- _Task requirements_
Scan the material for the string "current" and copy out every line in which it occurs.

- _Entries shown_

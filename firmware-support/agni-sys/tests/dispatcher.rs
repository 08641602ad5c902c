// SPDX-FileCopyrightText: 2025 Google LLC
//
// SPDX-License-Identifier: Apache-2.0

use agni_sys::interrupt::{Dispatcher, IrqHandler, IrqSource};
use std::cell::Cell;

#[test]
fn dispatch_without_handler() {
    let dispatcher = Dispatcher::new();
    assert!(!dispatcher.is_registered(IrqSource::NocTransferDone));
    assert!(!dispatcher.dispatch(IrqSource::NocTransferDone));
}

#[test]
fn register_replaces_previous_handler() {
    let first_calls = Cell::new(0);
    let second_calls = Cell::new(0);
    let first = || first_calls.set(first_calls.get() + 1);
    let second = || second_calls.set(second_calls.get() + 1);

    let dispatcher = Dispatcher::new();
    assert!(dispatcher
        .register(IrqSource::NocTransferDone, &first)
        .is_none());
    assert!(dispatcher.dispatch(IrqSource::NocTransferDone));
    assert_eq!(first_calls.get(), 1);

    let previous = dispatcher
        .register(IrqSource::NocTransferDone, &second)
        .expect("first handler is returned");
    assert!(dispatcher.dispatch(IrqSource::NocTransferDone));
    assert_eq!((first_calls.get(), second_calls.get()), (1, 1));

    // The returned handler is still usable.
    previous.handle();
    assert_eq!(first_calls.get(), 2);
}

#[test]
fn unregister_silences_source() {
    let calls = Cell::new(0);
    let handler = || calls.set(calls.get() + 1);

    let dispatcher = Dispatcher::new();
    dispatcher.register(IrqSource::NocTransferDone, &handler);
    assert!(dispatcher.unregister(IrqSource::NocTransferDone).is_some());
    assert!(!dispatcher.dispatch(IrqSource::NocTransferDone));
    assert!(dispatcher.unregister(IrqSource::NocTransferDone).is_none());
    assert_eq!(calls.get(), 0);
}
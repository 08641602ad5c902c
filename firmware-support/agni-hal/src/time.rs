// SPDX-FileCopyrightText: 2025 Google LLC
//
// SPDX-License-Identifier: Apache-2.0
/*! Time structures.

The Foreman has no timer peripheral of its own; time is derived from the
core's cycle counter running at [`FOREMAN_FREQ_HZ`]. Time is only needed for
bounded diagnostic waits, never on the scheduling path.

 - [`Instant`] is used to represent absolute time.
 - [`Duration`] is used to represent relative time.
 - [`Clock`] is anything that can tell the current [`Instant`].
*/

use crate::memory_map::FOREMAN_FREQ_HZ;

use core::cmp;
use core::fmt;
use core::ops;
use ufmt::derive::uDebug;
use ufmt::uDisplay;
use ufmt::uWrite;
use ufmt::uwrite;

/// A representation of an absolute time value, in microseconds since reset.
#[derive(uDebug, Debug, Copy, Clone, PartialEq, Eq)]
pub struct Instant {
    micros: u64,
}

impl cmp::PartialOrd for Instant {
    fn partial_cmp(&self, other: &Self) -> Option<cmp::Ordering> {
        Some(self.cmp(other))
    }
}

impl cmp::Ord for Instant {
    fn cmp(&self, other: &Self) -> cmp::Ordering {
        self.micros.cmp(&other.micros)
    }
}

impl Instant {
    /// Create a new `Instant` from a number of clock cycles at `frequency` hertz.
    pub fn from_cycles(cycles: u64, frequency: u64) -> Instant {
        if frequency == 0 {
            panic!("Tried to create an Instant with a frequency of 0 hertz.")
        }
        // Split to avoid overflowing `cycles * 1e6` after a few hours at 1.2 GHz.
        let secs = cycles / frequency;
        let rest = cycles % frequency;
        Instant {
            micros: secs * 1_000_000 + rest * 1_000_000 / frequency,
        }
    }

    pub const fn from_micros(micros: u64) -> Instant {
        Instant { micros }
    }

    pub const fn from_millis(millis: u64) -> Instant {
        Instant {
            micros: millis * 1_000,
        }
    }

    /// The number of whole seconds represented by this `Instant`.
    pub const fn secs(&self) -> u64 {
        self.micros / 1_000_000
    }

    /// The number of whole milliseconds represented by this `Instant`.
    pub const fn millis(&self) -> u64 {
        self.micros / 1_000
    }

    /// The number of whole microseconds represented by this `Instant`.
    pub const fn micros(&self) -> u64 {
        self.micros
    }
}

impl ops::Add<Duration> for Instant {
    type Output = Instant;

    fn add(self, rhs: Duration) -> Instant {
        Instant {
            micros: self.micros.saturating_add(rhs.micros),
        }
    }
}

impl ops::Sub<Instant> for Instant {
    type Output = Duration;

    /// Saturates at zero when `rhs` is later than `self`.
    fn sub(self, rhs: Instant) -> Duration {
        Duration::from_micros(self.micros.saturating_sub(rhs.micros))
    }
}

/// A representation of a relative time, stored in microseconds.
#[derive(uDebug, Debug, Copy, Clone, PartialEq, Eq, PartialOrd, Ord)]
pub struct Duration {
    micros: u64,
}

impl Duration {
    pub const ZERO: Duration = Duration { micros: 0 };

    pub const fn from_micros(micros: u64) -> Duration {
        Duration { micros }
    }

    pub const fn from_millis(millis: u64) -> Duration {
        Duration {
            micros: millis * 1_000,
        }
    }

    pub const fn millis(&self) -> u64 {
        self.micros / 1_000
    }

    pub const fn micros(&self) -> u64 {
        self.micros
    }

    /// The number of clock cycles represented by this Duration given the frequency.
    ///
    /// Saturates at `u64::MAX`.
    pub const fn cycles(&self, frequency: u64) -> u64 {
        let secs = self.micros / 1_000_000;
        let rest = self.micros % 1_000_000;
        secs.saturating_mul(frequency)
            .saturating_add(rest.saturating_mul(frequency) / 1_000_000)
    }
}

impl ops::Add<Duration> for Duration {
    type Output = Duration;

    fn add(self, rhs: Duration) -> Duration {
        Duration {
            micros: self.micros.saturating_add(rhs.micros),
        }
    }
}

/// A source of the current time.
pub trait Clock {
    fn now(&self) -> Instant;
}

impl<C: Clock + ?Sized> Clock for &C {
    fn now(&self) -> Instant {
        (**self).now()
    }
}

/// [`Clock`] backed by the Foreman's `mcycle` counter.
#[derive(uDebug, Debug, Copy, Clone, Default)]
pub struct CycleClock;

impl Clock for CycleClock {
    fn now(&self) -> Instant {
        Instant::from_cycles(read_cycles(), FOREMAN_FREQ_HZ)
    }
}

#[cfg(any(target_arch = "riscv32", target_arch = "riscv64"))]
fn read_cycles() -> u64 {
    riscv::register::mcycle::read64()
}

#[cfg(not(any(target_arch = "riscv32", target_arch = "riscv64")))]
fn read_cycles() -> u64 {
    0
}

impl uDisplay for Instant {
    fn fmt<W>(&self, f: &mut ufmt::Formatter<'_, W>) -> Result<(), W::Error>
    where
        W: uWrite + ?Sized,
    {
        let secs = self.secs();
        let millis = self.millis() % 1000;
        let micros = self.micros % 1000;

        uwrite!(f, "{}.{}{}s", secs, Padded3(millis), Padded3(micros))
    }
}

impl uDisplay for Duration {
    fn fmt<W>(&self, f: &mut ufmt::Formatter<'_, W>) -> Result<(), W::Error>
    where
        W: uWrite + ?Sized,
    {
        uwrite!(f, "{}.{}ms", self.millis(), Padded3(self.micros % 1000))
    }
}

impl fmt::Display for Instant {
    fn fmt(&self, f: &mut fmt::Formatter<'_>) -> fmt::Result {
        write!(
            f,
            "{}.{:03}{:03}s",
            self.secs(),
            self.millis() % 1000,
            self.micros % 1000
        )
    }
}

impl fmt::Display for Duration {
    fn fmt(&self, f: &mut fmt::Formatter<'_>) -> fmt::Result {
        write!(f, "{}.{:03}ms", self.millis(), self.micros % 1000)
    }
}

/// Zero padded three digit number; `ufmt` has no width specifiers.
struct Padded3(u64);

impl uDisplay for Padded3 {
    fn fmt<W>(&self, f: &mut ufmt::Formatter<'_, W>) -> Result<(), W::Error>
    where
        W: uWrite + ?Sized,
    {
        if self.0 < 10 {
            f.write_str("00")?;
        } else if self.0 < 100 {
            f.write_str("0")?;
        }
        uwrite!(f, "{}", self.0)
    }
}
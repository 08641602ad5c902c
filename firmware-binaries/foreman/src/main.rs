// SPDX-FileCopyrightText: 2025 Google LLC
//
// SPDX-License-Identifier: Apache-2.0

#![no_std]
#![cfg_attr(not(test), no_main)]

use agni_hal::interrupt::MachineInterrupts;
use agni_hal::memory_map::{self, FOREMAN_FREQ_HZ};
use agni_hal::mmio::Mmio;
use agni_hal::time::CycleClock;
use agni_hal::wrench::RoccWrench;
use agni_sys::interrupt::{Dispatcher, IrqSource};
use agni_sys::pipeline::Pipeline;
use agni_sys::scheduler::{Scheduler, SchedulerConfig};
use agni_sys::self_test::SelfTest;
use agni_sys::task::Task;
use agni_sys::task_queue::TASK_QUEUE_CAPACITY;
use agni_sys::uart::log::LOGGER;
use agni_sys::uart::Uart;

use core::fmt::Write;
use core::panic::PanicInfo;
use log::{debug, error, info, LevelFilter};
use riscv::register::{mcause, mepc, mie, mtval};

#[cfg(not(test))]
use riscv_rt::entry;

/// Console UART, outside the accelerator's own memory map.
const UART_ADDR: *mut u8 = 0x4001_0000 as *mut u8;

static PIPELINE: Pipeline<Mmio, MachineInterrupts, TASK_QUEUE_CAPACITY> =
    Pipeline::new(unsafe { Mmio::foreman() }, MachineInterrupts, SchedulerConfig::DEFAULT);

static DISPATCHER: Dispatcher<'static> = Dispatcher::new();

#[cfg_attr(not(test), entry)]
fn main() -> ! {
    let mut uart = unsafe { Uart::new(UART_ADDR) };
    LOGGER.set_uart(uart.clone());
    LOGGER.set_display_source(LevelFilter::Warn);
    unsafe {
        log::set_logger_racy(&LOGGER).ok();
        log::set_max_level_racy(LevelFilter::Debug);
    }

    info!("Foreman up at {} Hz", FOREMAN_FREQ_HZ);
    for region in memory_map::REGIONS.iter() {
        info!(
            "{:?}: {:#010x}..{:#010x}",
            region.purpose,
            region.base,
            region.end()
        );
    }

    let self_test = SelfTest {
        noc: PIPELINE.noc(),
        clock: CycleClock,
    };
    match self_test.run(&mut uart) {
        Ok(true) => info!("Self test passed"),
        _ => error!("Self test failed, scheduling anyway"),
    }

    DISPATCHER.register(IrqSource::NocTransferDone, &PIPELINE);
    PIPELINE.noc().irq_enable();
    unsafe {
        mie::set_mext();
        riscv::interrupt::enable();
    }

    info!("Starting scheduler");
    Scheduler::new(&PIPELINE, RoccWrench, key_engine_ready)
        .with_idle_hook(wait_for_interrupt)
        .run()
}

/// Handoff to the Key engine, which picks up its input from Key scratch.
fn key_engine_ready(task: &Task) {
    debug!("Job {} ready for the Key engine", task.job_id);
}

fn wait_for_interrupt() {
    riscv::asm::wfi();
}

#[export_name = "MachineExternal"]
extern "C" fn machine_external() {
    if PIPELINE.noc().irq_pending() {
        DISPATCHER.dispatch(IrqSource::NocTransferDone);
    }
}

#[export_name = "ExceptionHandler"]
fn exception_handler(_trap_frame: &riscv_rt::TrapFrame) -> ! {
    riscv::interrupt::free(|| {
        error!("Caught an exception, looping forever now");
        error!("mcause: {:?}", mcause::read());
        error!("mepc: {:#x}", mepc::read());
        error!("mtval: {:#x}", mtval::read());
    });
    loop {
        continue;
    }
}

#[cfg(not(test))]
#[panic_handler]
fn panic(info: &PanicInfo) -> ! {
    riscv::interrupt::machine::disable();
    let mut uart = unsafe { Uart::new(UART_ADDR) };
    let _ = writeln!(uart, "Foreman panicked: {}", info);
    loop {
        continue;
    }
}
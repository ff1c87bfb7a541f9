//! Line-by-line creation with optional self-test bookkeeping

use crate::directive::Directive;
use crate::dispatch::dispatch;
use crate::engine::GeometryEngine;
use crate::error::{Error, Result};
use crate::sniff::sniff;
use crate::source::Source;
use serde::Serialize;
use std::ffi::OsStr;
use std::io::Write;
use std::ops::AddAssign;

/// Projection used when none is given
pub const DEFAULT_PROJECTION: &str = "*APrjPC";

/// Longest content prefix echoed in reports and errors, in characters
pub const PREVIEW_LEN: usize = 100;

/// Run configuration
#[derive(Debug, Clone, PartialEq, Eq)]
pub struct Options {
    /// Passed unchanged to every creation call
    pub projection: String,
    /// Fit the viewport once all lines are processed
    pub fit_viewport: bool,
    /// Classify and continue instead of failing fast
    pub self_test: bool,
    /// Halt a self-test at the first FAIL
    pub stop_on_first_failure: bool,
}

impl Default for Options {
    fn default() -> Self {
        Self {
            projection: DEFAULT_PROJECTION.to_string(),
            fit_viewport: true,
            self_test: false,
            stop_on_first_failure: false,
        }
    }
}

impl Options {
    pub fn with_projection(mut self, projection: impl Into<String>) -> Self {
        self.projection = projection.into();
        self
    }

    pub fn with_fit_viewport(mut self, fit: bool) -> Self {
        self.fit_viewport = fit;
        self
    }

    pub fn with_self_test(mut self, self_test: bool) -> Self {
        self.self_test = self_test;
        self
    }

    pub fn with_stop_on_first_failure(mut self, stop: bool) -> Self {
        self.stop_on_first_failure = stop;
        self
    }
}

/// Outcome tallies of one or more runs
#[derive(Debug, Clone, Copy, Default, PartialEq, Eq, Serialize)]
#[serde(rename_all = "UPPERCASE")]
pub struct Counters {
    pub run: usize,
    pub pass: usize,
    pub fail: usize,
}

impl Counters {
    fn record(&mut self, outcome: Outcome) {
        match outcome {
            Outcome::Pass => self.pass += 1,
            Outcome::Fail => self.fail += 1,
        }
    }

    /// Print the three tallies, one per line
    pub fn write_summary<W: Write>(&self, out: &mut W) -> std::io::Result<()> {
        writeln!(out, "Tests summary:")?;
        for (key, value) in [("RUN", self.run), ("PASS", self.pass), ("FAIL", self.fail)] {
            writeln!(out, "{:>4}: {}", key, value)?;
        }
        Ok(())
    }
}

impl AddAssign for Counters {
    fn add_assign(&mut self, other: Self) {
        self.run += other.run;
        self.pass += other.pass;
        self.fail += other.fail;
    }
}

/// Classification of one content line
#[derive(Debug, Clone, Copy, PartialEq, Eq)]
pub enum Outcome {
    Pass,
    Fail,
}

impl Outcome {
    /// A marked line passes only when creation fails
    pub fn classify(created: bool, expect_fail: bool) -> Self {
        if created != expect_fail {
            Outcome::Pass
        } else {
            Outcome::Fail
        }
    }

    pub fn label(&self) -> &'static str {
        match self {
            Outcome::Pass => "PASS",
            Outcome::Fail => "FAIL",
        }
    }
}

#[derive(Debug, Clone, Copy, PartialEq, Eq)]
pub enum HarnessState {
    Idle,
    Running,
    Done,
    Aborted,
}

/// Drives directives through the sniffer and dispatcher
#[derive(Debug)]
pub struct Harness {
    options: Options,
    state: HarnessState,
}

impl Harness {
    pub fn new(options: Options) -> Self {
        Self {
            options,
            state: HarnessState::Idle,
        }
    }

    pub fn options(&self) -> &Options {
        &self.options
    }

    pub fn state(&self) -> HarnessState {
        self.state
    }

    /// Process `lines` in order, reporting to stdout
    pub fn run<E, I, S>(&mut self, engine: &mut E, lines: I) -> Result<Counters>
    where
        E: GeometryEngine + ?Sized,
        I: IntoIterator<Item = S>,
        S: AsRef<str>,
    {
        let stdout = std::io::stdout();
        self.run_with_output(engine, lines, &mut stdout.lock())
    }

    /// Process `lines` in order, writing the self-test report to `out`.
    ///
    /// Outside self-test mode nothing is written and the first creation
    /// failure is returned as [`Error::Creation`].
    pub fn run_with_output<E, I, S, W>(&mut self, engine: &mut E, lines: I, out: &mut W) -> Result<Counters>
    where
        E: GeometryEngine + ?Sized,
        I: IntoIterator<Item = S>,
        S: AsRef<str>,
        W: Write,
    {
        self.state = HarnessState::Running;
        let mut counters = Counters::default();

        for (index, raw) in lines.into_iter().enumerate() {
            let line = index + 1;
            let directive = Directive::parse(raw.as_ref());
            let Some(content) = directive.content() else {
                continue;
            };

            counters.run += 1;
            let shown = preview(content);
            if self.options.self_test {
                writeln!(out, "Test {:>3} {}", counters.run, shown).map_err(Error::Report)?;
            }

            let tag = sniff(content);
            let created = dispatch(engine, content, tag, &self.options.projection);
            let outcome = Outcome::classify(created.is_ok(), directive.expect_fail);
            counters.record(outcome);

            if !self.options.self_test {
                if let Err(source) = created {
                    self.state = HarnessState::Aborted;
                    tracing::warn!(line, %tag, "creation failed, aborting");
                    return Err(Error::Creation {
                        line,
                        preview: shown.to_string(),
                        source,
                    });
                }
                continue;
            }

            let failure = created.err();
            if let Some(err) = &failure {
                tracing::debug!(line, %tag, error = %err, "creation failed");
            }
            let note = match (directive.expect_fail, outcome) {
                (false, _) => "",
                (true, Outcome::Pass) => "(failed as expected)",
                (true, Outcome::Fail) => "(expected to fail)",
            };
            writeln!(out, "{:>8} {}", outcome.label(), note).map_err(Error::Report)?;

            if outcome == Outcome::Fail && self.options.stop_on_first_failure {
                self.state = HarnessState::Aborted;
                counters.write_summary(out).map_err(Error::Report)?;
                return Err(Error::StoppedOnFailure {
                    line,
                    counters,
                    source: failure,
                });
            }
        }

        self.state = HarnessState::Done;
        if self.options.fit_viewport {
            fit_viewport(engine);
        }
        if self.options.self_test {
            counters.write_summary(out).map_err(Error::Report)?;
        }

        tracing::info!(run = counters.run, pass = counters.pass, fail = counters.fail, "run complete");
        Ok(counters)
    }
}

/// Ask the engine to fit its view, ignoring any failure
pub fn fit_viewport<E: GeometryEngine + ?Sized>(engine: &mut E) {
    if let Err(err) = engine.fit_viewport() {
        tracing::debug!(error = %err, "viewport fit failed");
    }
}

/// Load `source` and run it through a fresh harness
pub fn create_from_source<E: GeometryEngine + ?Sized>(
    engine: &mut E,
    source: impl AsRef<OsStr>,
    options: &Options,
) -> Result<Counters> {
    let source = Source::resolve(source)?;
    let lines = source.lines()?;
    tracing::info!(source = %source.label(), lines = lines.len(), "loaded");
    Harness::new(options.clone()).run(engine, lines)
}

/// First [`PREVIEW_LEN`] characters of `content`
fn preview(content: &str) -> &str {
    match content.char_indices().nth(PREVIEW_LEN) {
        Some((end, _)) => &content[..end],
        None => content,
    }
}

- _Problem solution_
 - [`Clock`] is anything that can tell the current [`Instant`].
/// A source of the current time.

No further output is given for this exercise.